São esses avanços da “Era FHC” que a “Era Lula” faz retroceder. E sob a cumplicidade e o silêncio ensurdecedor da mídia e das elites econômicas e políticas da nação. Esse é o “contrato político” que permitiu a eleição de Lula. O PT garante acesso ao estado à parte das elites políticas tradicionais; paga o que deve aos bancos e libera crédito fácil às elites empresariais combalidas pela incapacidade de competir abertamente, e com essa carga tributária, na economia globalizada. Como contrapartida, todos fingem que não veem. Ninguém reage à revitalização do padrão estatista de nossa cultura política, patrocinada pela direção política do estamento patrimonialista encastelada no PT.

O ideário liberal não possui representação política relevante no tabuleiro partidário brasileiro. Tucanos e petistas são socialdemocratas. A diferença entre eles é que os tucanos não são patrimonialistas e os petistas o são.

Houve época, na nossa história, em que o pacto dos donos do poder foi comandado por uma aliança do estamento patrimonialista com as oligarquias rurais. Em seguida, ingressaram no pacto, setores do “nosso” capital industrial e financeiro. Em 2002, a elite da burocracia sindical ganhou sua carteirinha provisória do clube de golfe da corporação que controla o Estado.

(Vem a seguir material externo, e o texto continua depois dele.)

//! Time-based progress estimation for phases that report nothing themselves.
//!
//! Model loading and separation are opaque blocking calls. While one runs, an
//! [`Estimator`] thread samples a saturating curve on a fixed cadence and
//! pushes the result through the [`ProgressReporter`]. The estimator is a
//! guard: stopping it (or dropping it on an error path) closes its emission
//! gate, joins the thread with a bounded wait and fences the reporter, so no
//! estimator line can appear after the phase is over.

use crate::io::progress::ProgressReporter;

use crossbeam_channel::{bounded, Receiver, RecvTimeoutError, Sender};
use std::{
    sync::{
        atomic::{AtomicBool, Ordering},
        Arc,
    },
    thread::{self, JoinHandle},
    time::{Duration, Instant},
};

pub const LOADING_INTERVAL: Duration = Duration::from_millis(400);
pub const PROCESSING_INTERVAL: Duration = Duration::from_millis(300);
pub const JOIN_TIMEOUT: Duration = Duration::from_secs(1);

pub const LOADING_FLOOR: u8 = 1;
pub const LOADING_CEILING: u8 = 10;
const LOADING_HALF_LIFE_SECS: f64 = 15.0;

pub const PROCESSING_START: u8 = 12;
pub const PROCESSING_CEILING: u8 = 88;
const PROCESSING_SPAN: f64 = 76.0;
/// Denominator used when turning percent back into a completed fraction for the ETA.
const ETA_SPAN: f64 = 78.0;
const ETA_MIN_PERCENT: u8 = 15;
const ETA_MIN_FRACTION: f64 = 0.05;

/// Estimated separation time multipliers, relative to the audio duration.
pub const CPU_TIME_FACTOR: f64 = 4.0;
pub const GPU_TIME_FACTOR: f64 = 0.5;

/// Maps elapsed phase time to a percent and a stage label.
pub trait PhaseCurve: Send + 'static {
    fn sample(&mut self, elapsed: Duration) -> (u8, String);
}

/// `1 + 9·(1 − 0.5^(t/15))`, capped at 10.
pub struct LoadingCurve {
    device_name: String,
}

impl LoadingCurve {
    pub fn new(device_name: impl Into<String>) -> Self {
        Self {
            device_name: device_name.into(),
        }
    }

    pub fn percent_at(elapsed: Duration) -> u8 {
        let t = elapsed.as_secs_f64();
        let ratio = 1.0 - 0.5f64.powf(t / LOADING_HALF_LIFE_SECS);
        let pct = (LOADING_FLOOR as f64 + ratio * 9.0) as u8;
        pct.min(LOADING_CEILING)
    }
}

impl PhaseCurve for LoadingCurve {
    fn sample(&mut self, elapsed: Duration) -> (u8, String) {
        let pct = Self::percent_at(elapsed);
        let secs = elapsed.as_secs_f64();
        let stage = if secs < 60.0 {
            format!("Loading model ({:.0}s) [{}]", secs, self.device_name)
        } else {
            format!("Loading model ({}) [{}]", clock(elapsed.as_secs()), self.device_name)
        };
        (pct, stage)
    }
}

/// `12 + 76·(1 − 0.5^(t/T_est))`, never below the previous sample, capped at 88.
pub struct ProcessingCurve {
    estimated_secs: f64,
    device_name: String,
    last: u8,
}

impl ProcessingCurve {
    pub fn new(estimated_secs: f64, device_name: impl Into<String>) -> Self {
        Self {
            estimated_secs: estimated_secs.max(0.0),
            device_name: device_name.into(),
            last: PROCESSING_START - 1,
        }
    }

    pub fn raw_percent_at(&self, elapsed: Duration) -> u8 {
        let t = elapsed.as_secs_f64();
        let pct = if self.estimated_secs > 0.0 {
            let ratio = 1.0 - 0.5f64.powf(t / self.estimated_secs);
            PROCESSING_START as f64 + ratio * PROCESSING_SPAN
        } else {
            PROCESSING_START as f64 + t * 2.0
        };
        pct.min(PROCESSING_CEILING as f64) as u8
    }

    /// Remaining seconds, once progress is far enough along to extrapolate.
    pub fn eta_secs(percent: u8, elapsed: Duration) -> Option<u64> {
        if percent <= ETA_MIN_PERCENT {
            return None;
        }
        let fraction = (percent - PROCESSING_START) as f64 / ETA_SPAN;
        if fraction <= ETA_MIN_FRACTION {
            return None;
        }
        let elapsed = elapsed.as_secs_f64();
        let total = elapsed / fraction;
        Some((total - elapsed).max(0.0) as u64)
    }
}

impl PhaseCurve for ProcessingCurve {
    fn sample(&mut self, elapsed: Duration) -> (u8, String) {
        let pct = self.raw_percent_at(elapsed).max(self.last).min(PROCESSING_CEILING);
        self.last = pct;

        let eta = Self::eta_secs(pct, elapsed)
            .map(|s| format!(" | ETA {}", clock(s)))
            .unwrap_or_default();
        let stage = format!(
            "Processing ({}{}) [{}]",
            clock(elapsed.as_secs()),
            eta,
            self.device_name
        );
        (pct, stage)
    }
}

/// Estimated separation time for `duration_secs` of audio.
pub fn estimated_processing_secs(duration_secs: f64, on_cpu: bool) -> f64 {
    let factor = if on_cpu { CPU_TIME_FACTOR } else { GPU_TIME_FACTOR };
    duration_secs * factor
}

fn clock(secs: u64) -> String {
    format!("{}:{:02}", secs / 60, secs % 60)
}

/// A running background estimator. Stops on [`stop`](Self::stop) or drop.
pub struct Estimator {
    phase: &'static str,
    gate: Arc<AtomicBool>,
    stop_tx: Option<Sender<()>>,
    done_rx: Receiver<()>,
    handle: Option<JoinHandle<()>>,
    reporter: ProgressReporter,
}

impl Estimator {
    pub fn start<C: PhaseCurve>(
        phase: &'static str,
        mut curve: C,
        interval: Duration,
        reporter: ProgressReporter,
    ) -> Self {
        let gate = Arc::new(AtomicBool::new(true));
        let (stop_tx, stop_rx) = bounded::<()>(1);
        let (done_tx, done_rx) = bounded::<()>(1);

        let thread_gate = gate.clone();
        let thread_reporter = reporter.clone();
        let handle = thread::Builder::new()
            .name(format!("estimator-{}", phase))
            .spawn(move || {
                let started = Instant::now();
                loop {
                    let (pct, stage) = curve.sample(started.elapsed());
                    if !thread_reporter.emit_gated(&thread_gate, pct, &stage) {
                        break;
                    }
                    match stop_rx.recv_timeout(interval) {
                        Err(RecvTimeoutError::Timeout) => continue,
                        _ => break,
                    }
                }
                let _ = done_tx.send(());
            });

        let handle = match handle {
            Ok(h) => Some(h),
            Err(e) => {
                log::warn!("could not start {} estimator: {}", phase, e);
                None
            }
        };
        log::debug!("{} estimator started", phase);

        Self {
            phase,
            gate,
            stop_tx: Some(stop_tx),
            done_rx,
            handle,
            reporter,
        }
    }

    pub fn loading(device_name: &str, reporter: ProgressReporter) -> Self {
        Self::start("loading", LoadingCurve::new(device_name), LOADING_INTERVAL, reporter)
    }

    pub fn processing(estimated_secs: f64, device_name: &str, reporter: ProgressReporter) -> Self {
        Self::start(
            "processing",
            ProcessingCurve::new(estimated_secs, device_name),
            PROCESSING_INTERVAL,
            reporter,
        )
    }

    pub fn stop(mut self) {
        self.shutdown();
    }

    fn shutdown(&mut self) {
        let Some(handle) = self.handle.take() else {
            return;
        };
        self.gate.store(false, Ordering::Release);
        // Dropping the sender wakes the thread out of its wait.
        drop(self.stop_tx.take());

        match self.done_rx.recv_timeout(JOIN_TIMEOUT) {
            Err(RecvTimeoutError::Timeout) => {
                log::warn!(
                    "{} estimator did not stop within {:?}; detaching",
                    self.phase,
                    JOIN_TIMEOUT
                );
            }
            _ => {
                if handle.join().is_err() {
                    log::warn!("{} estimator panicked", self.phase);
                }
            }
        }
        self.reporter.fence();
        log::debug!("{} estimator stopped", self.phase);
    }
}

impl Drop for Estimator {
    fn drop(&mut self) {
        self.shutdown();
    }
}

Ante as dificuldades eleitorais de Dilma, a ascensão de Ciro Gomes e Marina Silva, a burocracia petista teme a perda de sua posição na direção executiva do Estado e o risco de perderem a condição de membros permanentes da confraria dos donos do poder.

Temor infundado. Como disse Lula, não haverá candidato de direita na eleição presidencial de 2010. Lula tem razão. Não se vê, no horizonte, ninguém que reúna força social, clareza e vontade políticas para obstaculizar o retrocesso. A candidatura da direita será de esquerda. Quem encarnará o papel? Ciro ou Dilma?